# Brief
Throughout the entries below, report every line where "with" is found.

(Collected data entries)
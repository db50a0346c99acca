//! Package linting with declarative rulesets.
//!
//! A `RuleSet` document lists rules; each rule selects packages with a
//! path glob and checks them with one engine:
//!
//! - `constraints`: package expressions (see [`crate::core::expr`]), all of
//!   which must hold;
//! - `rego` / `regoFile`: a Rego module answering `data.harp.compliant`.
//!
//! ```yaml
//! apiVersion: harp.elastic.co/v1
//! kind: RuleSet
//! meta:
//!   name: app-secrets
//! spec:
//!   rules:
//!     - name: api-key
//!       path: "app/**"
//!       constraints:
//!         - p.has_secret("API_KEY")
//!         - p.secret("API_KEY").is_base64()
//! ```

mod engine;
mod linter;
mod spec;

pub use engine::{compile, ConstraintLinter, PackageLinter};
#[cfg(feature = "rego")]
pub use engine::RegoLinter;
pub use linter::{evaluate, Linter};
pub use spec::{Rule, RuleSet, RuleSetMeta, RuleSetSpec};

# Written solution
//! Package linting with declarative rulesets.
//! A `RuleSet` document lists rules; each rule selects packages with a
//! path glob and checks them with one engine:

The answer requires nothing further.